START DATA EXCERPTS

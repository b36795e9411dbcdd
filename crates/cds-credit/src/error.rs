//! Error types for credit curve bootstrap and CDS pricing.

use thiserror::Error;

/// A specialized Result type for `cds-credit` operations.
pub type CreditResult<T> = Result<T, CreditError>;

/// The main error type for `cds-credit` operations.
#[derive(Error, Debug, Clone)]
pub enum CreditError {
    /// A date/calendar/day-count error from `cds-core`.
    #[error(transparent)]
    Core(#[from] cds_core::CoreError),

    /// A curve construction or evaluation error from `cds-curves`.
    #[error(transparent)]
    Curve(#[from] cds_curves::CurveError),

    /// A root-finding error from `cds-math`.
    #[error(transparent)]
    Math(#[from] cds_math::MathError),

    /// No par CDS quotes were supplied to the bootstrapper.
    #[error("no CDS quotes supplied for bootstrap")]
    NoQuotes,

    /// Quote tenors are not strictly ascending, or a quote's maturity
    /// precedes the curve's step-in date.
    #[error("invalid quote schedule: {message}")]
    InvalidQuotes {
        /// Description of the problem.
        message: String,
    },

    /// The pillar-by-pillar bootstrap could not find a survival probability
    /// that reprices a quote, even after repeatedly reducing the recovery
    /// rate.
    #[error(
        "bootstrap failed to reprice quote at {tenor} after {attempts} recovery-rate \
         retries (last recovery tried: {last_recovery:.4})"
    )]
    BootstrapFailed {
        /// The pillar date that could not be repriced.
        tenor: cds_core::Date,
        /// Number of recovery-rate retries attempted.
        attempts: u32,
        /// The last recovery rate tried before giving up.
        last_recovery: f64,
    },

    /// The recovery rate is outside the valid `[0, 1)` domain.
    #[error("invalid recovery rate: {recovery} is outside [0, 1)")]
    InvalidRecovery {
        /// The out-of-range recovery rate.
        recovery: f64,
    },

    /// A CDS pricing request referenced a date outside the premium
    /// schedule's coverage (e.g. settle date after maturity).
    #[error("invalid pricing dates: {message}")]
    InvalidPricingDates {
        /// Description of the problem.
        message: String,
    },
}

END DATA EXCERPTS

PROBLEM TO SOLVE - Please give back exactly the lines of the listing above that run from the one containing "use thiserror::Error;" through the one containing "out-of-range recovery rate.", and only those.

RESULT -
use thiserror::Error;

/// A specialized Result type for `cds-credit` operations.
pub type CreditResult<T> = Result<T, CreditError>;

/// The main error type for `cds-credit` operations.
#[derive(Error, Debug, Clone)]
pub enum CreditError {
    /// A date/calendar/day-count error from `cds-core`.
    #[error(transparent)]
    Core(#[from] cds_core::CoreError),

    /// A curve construction or evaluation error from `cds-curves`.
    #[error(transparent)]
    Curve(#[from] cds_curves::CurveError),

    /// A root-finding error from `cds-math`.
    #[error(transparent)]
    Math(#[from] cds_math::MathError),

    /// No par CDS quotes were supplied to the bootstrapper.
    #[error("no CDS quotes supplied for bootstrap")]
    NoQuotes,

    /// Quote tenors are not strictly ascending, or a quote's maturity
    /// precedes the curve's step-in date.
    #[error("invalid quote schedule: {message}")]
    InvalidQuotes {
        /// Description of the problem.
        message: String,
    },

    /// The pillar-by-pillar bootstrap could not find a survival probability
    /// that reprices a quote, even after repeatedly reducing the recovery
    /// rate.
    #[error(
        "bootstrap failed to reprice quote at {tenor} after {attempts} recovery-rate \
         retries (last recovery tried: {last_recovery:.4})"
    )]
    BootstrapFailed {
        /// The pillar date that could not be repriced.
        tenor: cds_core::Date,
        /// Number of recovery-rate retries attempted.
        attempts: u32,
        /// The last recovery rate tried before giving up.
        last_recovery: f64,
    },

    /// The recovery rate is outside the valid `[0, 1)` domain.
    #[error("invalid recovery rate: {recovery} is outside [0, 1)")]
    InvalidRecovery {
        /// The out-of-range recovery rate.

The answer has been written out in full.